Ci fu l’ennesima rappacificazione con Mussolini, o meglio un tollerarsi a vicenda tra mille sospetti, malgrado le bordate di critiche del «provinciale» contro la politica economica. Quanto al neonato nazismo, Farinacci passò da posizioni di critica e diffidenza a un plauso generale e a fitti rapporti con l’ammiraglio Doenitz. Più ambiguo il suo pensiero sulla questione razziale. Se all’inizio considerò pericolosa e ridicola la campagna germanica contro gli ebrei, alla fine la sostenne in modo strumentale partendo dall’assioma secondo cui bolscevismo ed ebraismo erano della stessa matrice. Disse a Mussolini di non credere ai principi scientifici a sostegno della supremazia della razza ariana, ma comunque aderì alle misure antigiudaiche.

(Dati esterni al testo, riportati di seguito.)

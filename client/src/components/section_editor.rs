//! Block-document editor: sections of typed blocks with drag reordering.
//!
//! SYSTEM CONTEXT
//! ==============
//! The article editor page owns the `Document`. This component reads it
//! through a signal and reports every edit as a whole new document built by
//! one `content::document` operation, so the page's save path sees exactly
//! what the preview shows.
//!
//! DESIGN
//! ======
//! Sections and blocks are keyed by id and read their values reactively;
//! an edit in one block never rebuilds the others. Section reordering uses
//! HTML5 drag events on the section handle: `dragstart` records the dragged
//! id, `drop` on another section applies `Document::move_section`. Up/down
//! buttons cover the same move without a pointer. Folding a section only
//! hides its blocks with a class, so open rich-text editors keep their state.

use leptos::prelude::*;

use content::{BlockContent, BlockId, BlockKind, Document, MediaTarget, SectionId};

use crate::components::rich_text::RichTextEditor;
use crate::state::media::MediaPickerState;
use crate::state::sections::CollapsedSections;

fn block_ids(doc: &Document, section_id: &SectionId) -> Vec<BlockId> {
    doc.section(section_id).map(|s| s.blocks.iter().map(|b| b.id.clone()).collect()).unwrap_or_default()
}

#[component]
pub fn SectionEditor(
    #[prop(into)] document: Signal<Document>,
    on_change: Callback<Document>,
    picker: RwSignal<MediaPickerState>,
) -> impl IntoView {
    let dragged = RwSignal::new(None::<SectionId>);
    let drag_over = RwSignal::new(None::<SectionId>);
    let collapsed = RwSignal::new(CollapsedSections::default());

    let add_section = move |_| on_change.run(document.with_untracked(Document::add_section));

    view! {
        <div class="sections">
            <For each=move || document.with(Document::section_ids) key=|id| id.clone() let:section_id>
                <SectionCard
                    section_id=section_id
                    document=document
                    on_change=on_change
                    picker=picker
                    dragged=dragged
                    drag_over=drag_over
                    collapsed=collapsed
                />
            </For>
            <button type="button" class="btn sections__add" on:click=add_section>
                "+ Add section"
            </button>
        </div>
    }
}

#[component]
fn SectionCard(
    section_id: SectionId,
    document: Signal<Document>,
    on_change: Callback<Document>,
    picker: RwSignal<MediaPickerState>,
    dragged: RwSignal<Option<SectionId>>,
    drag_over: RwSignal<Option<SectionId>>,
    collapsed: RwSignal<CollapsedSections>,
) -> impl IntoView {
    let id = StoredValue::new(section_id);
    let edit = move |f: &dyn Fn(&Document, &SectionId) -> Document| {
        let next = document.with_untracked(|doc| id.with_value(|sid| f(doc, sid)));
        on_change.run(next);
    };

    let title = move || document.with(|doc| id.with_value(|sid| doc.section(sid).map(|s| s.title.clone())).unwrap_or_default());
    let index = move || document.with(|doc| id.with_value(|sid| doc.sections.iter().position(|s| &s.id == sid)));
    let count = move || document.with(|doc| doc.sections.len());
    let folded = move || collapsed.with(|c| id.with_value(|sid| c.is_collapsed(sid)));
    let block_total = move || document.with(|doc| id.with_value(|sid| block_ids(doc, sid).len()));

    let move_by = move |delta: isize| {
        let Some(from) = index() else {
            return;
        };
        let Some(to) = from.checked_add_signed(delta) else {
            return;
        };
        on_change.run(document.with_untracked(|doc| doc.reorder_sections(from, to)));
    };

    let class = move || {
        let over = drag_over.with(|o| id.with_value(|sid| o.as_ref() == Some(sid)));
        match (over, folded()) {
            (true, true) => "section section--drop-target section--collapsed",
            (true, false) => "section section--drop-target",
            (false, true) => "section section--collapsed",
            (false, false) => "section",
        }
    };
    let remove_section = move |_| {
        edit(&|doc, sid| doc.remove_section(sid));
        let remaining = document.with_untracked(Document::section_ids);
        collapsed.update(|c| c.retain_existing(&remaining));
    };

    let on_drag_start = move |ev: leptos::ev::DragEvent| {
        #[cfg(feature = "hydrate")]
        if let Some(transfer) = ev.data_transfer() {
            let _ = id.with_value(|sid| transfer.set_data("text/plain", sid.as_str()));
        }
        #[cfg(not(feature = "hydrate"))]
        let _ = ev;
        dragged.set(Some(id.get_value()));
    };
    let on_drag_over = move |ev: leptos::ev::DragEvent| {
        ev.prevent_default();
        drag_over.set(Some(id.get_value()));
    };
    let on_drop = move |ev: leptos::ev::DragEvent| {
        ev.prevent_default();
        drag_over.set(None);
        if let Some(source) = dragged.get_untracked() {
            edit(&|doc, over| doc.move_section(&source, Some(over)));
        }
        dragged.set(None);
    };
    let on_drag_end = move |_| {
        dragged.set(None);
        drag_over.set(None);
    };

    view! {
        <section class=class on:dragover=on_drag_over on:drop=on_drop>
            <header class="section__header">
                <span
                    class="section__handle"
                    title="Drag to reorder"
                    draggable="true"
                    on:dragstart=on_drag_start
                    on:dragend=on_drag_end
                >
                    "⠿"
                </span>
                <input
                    class="field__input section__title"
                    type="text"
                    placeholder="Section title"
                    prop:value=title
                    on:input=move |ev| {
                        let value = event_target_value(&ev);
                        edit(&|doc, sid| doc.rename_section(sid, &value));
                    }
                />
                {move || {
                    folded().then(|| {
                        let n = block_total();
                        view! { <span class="section__summary">{format!("{n} block(s)")}</span> }
                    })
                }}
                <button
                    type="button"
                    class="btn"
                    aria-expanded=move || (!folded()).to_string()
                    on:click=move |_| collapsed.update(|c| id.with_value(|sid| c.toggle(sid)))
                >
                    {move || if folded() { "Expand" } else { "Collapse" }}
                </button>
                <button
                    type="button"
                    class="btn"
                    title="Move up"
                    disabled=move || index() == Some(0)
                    on:click=move |_| move_by(-1)
                >
                    "↑"
                </button>
                <button
                    type="button"
                    class="btn"
                    title="Move down"
                    disabled=move || index().is_none_or(|i| i + 1 >= count())
                    on:click=move |_| move_by(1)
                >
                    "↓"
                </button>
                <button
                    type="button"
                    class="btn btn--danger"
                    on:click=remove_section
                >
                    "Remove section"
                </button>
            </header>
            <div class="section__blocks">
                <For
                    each=move || document.with(|doc| id.with_value(|sid| block_ids(doc, sid)))
                    key=|block_id| block_id.clone()
                    let:block_id
                >
                    <BlockEditor
                        section_id=id.get_value()
                        block_id=block_id
                        document=document
                        on_change=on_change
                        picker=picker
                    />
                </For>
            </div>
            <div class="section__add-block">
                {BlockKind::ALL
                    .into_iter()
                    .map(|kind| {
                        view! {
                            <button
                                type="button"
                                class="btn btn--small"
                                on:click=move |_| edit(&|doc, sid| doc.add_block(sid, kind))
                            >
                                {format!("+ {}", kind.label())}
                            </button>
                        }
                    })
                    .collect_view()}
            </div>
        </section>
    }
}

#[component]
fn BlockEditor(
    section_id: SectionId,
    block_id: BlockId,
    document: Signal<Document>,
    on_change: Callback<Document>,
    picker: RwSignal<MediaPickerState>,
) -> impl IntoView {
    let ids = StoredValue::new((section_id, block_id));
    let current = move || document.with(|doc| ids.with_value(|(sid, bid)| doc.block(sid, bid).cloned()));
    let update = move |value: String| {
        let next = document.with_untracked(|doc| ids.with_value(|(sid, bid)| doc.update_block(sid, bid, &value)));
        on_change.run(next);
    };
    let remove = move |_| {
        let next = document.with_untracked(|doc| ids.with_value(|(sid, bid)| doc.remove_block(sid, bid)));
        on_change.run(next);
    };
    let open_picker = move |_| {
        let (section_id, block_id) = ids.get_value();
        picker.update(|p| p.open(MediaTarget::Block { section_id, block_id }));
    };

    // The block kind never changes after creation; read it once.
    let initial = document.with_untracked(|doc| ids.with_value(|(sid, bid)| doc.block(sid, bid).cloned()));
    let kind = initial.as_ref().and_then(BlockContent::kind);
    let type_name = initial.as_ref().map(|c| c.type_name().to_owned()).unwrap_or_default();

    let body = match kind {
        Some(kind) if kind.is_media() => {
            let url = move || current().map(|c| c.value().to_owned()).unwrap_or_default();
            let placeholder = if kind == BlockKind::Video { "Video URL" } else { "Image URL" };
            view! {
                <div class="block__media">
                    <input
                        class="field__input"
                        type="url"
                        placeholder=placeholder
                        prop:value=url
                        on:input=move |ev| update(event_target_value(&ev))
                    />
                    <button type="button" class="btn" on:click=open_picker>
                        "Choose from library"
                    </button>
                    {move || {
                        let src = url();
                        (!src.is_empty() && kind == BlockKind::Image)
                            .then(|| view! { <img class="block__thumb" src=src alt="" /> })
                    }}
                </div>
            }
            .into_any()
        }
        Some(_) => {
            let initial_html = initial.as_ref().map(|c| c.value().to_owned()).unwrap_or_default();
            view! { <RichTextEditor initial=initial_html on_change=Callback::new(update) /> }.into_any()
        }
        None => view! { <p class="block__unknown">{format!("Unsupported block type: {type_name}")}</p> }.into_any(),
    };

    let label = kind.map_or_else(|| type_name.clone(), |k| k.label().to_owned());

    view! {
        <div class="block">
            <div class="block__header">
                <span class="block__kind">{label}</span>
                <button type="button" class="btn btn--small btn--danger" on:click=remove>
                    "Remove"
                </button>
            </div>
            {body}
        </div>
    }
}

Farinacci si avvicinò sempre più al regime di Hitler quando le vicende della guerra volsero al peggio. Il Robespierre della rivoluzione fascista non poteva ammettere il crollo dei suoi ideali. Intransigente e istrione fino all’ultimo, pagò con la vita il suo sogno di rinnovare dalle fondamenta lo Stato italiano.

Le raffiche dei partigiani cancellarono la sua vocazione alla palingenesi.